ASSIGNMENT: Report every line from the following entries that contains the string "FuzzResult".

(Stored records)
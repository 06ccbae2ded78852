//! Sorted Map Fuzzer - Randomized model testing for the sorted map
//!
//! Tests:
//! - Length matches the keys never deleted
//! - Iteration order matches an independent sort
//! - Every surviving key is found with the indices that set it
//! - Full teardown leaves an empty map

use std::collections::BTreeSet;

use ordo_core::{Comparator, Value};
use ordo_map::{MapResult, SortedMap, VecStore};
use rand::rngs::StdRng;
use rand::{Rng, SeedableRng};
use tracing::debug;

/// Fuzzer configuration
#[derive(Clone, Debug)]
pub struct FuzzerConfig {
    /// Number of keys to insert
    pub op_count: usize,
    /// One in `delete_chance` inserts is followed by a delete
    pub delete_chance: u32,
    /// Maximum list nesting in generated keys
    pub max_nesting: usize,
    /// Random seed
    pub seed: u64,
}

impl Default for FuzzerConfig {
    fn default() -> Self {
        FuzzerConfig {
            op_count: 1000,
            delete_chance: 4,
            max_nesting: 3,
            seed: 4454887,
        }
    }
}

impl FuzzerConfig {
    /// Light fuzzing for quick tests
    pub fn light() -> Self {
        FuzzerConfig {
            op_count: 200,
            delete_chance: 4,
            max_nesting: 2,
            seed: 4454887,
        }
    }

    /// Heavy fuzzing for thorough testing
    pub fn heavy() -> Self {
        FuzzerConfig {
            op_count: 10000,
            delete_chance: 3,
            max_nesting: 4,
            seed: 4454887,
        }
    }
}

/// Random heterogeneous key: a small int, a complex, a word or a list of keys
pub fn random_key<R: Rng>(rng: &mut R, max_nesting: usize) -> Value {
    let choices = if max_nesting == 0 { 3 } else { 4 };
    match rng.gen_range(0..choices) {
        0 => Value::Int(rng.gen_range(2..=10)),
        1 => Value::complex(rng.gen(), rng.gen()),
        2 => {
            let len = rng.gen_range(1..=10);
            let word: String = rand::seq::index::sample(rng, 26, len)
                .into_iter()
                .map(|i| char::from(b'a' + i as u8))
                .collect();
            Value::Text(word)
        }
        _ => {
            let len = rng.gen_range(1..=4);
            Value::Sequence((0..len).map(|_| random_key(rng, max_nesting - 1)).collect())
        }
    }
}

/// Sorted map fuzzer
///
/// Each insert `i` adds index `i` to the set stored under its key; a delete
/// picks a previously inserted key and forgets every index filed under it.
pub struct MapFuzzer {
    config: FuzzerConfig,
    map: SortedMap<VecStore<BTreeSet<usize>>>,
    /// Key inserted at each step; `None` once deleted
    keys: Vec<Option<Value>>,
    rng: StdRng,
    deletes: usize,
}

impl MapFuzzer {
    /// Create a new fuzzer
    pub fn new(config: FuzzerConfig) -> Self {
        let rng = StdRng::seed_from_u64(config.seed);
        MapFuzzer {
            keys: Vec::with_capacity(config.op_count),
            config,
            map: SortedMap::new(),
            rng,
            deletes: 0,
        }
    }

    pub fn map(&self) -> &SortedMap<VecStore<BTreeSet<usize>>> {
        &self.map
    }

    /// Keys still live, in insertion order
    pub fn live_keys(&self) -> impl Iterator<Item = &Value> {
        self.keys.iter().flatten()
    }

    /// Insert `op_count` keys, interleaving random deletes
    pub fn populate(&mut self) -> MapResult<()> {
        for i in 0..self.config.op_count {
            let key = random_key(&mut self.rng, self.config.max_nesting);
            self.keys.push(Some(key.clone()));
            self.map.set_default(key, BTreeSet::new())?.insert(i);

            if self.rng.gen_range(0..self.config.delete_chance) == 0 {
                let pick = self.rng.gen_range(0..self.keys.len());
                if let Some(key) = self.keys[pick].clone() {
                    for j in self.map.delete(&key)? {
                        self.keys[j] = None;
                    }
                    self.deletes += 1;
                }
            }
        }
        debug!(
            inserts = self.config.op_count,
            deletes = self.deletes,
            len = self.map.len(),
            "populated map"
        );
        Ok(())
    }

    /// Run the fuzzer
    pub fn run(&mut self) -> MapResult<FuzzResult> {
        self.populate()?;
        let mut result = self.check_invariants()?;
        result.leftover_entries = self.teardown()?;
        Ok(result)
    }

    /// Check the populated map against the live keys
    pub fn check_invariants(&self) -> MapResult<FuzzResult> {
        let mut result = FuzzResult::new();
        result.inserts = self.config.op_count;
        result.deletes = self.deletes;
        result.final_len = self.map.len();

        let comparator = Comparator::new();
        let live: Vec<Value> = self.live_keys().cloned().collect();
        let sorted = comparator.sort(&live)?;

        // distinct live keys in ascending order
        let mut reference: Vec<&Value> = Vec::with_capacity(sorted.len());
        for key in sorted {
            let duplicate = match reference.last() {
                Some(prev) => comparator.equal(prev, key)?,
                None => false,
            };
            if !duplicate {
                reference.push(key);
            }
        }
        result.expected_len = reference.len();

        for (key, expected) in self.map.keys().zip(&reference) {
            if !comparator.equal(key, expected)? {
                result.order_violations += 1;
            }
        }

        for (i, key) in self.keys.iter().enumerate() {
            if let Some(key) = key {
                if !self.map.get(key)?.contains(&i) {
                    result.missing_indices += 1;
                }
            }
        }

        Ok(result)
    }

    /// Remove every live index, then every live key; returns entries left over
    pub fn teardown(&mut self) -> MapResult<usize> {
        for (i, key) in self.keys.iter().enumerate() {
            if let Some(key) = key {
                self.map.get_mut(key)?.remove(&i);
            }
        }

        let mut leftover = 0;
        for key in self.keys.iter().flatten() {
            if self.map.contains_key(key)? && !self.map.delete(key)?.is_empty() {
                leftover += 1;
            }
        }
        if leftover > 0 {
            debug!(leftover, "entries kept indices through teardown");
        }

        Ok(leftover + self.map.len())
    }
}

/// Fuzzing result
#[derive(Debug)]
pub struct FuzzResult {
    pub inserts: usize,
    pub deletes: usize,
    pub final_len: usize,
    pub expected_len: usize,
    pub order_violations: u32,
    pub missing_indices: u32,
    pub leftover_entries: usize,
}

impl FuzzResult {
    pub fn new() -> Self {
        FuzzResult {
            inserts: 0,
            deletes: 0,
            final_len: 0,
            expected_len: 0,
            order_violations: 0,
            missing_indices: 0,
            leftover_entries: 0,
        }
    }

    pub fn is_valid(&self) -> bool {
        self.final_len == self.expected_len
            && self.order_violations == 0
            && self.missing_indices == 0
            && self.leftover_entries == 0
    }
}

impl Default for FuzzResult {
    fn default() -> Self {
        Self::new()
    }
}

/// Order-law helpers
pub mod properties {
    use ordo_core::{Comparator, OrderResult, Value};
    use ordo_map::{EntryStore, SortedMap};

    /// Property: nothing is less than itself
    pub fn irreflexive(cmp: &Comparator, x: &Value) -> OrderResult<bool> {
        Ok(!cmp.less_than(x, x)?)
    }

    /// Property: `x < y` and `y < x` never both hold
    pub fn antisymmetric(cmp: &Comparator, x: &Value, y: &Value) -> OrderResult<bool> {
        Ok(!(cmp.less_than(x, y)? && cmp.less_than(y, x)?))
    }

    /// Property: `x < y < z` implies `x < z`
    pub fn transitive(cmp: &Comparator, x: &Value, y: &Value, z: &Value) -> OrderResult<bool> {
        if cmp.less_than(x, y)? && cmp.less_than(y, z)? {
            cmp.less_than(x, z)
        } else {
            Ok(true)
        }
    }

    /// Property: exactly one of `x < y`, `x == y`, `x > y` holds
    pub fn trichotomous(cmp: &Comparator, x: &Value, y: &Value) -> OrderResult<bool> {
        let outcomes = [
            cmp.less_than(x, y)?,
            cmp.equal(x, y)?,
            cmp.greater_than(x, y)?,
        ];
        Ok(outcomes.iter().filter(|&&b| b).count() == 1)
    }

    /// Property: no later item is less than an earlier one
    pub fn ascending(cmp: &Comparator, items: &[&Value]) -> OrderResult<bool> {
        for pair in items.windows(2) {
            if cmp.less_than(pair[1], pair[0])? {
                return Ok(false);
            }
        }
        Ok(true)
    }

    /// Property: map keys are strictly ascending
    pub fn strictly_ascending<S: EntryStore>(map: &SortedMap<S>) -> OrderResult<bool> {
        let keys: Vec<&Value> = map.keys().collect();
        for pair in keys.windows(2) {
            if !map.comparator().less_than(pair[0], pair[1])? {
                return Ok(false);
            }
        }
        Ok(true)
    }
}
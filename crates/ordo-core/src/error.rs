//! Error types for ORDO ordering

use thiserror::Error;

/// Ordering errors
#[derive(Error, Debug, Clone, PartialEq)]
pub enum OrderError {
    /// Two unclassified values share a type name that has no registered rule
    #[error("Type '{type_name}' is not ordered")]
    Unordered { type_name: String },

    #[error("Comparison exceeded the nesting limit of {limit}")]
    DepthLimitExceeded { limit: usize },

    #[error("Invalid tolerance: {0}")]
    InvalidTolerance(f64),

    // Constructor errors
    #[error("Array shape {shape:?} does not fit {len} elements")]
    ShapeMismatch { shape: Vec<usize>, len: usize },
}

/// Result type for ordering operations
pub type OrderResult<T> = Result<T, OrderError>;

EXERCISE SOLUTION:
    pub fn run(&mut self) -> MapResult<FuzzResult> {
    pub fn check_invariants(&self) -> MapResult<FuzzResult> {
        let mut result = FuzzResult::new();
pub struct FuzzResult {
impl FuzzResult {
        FuzzResult {
impl Default for FuzzResult {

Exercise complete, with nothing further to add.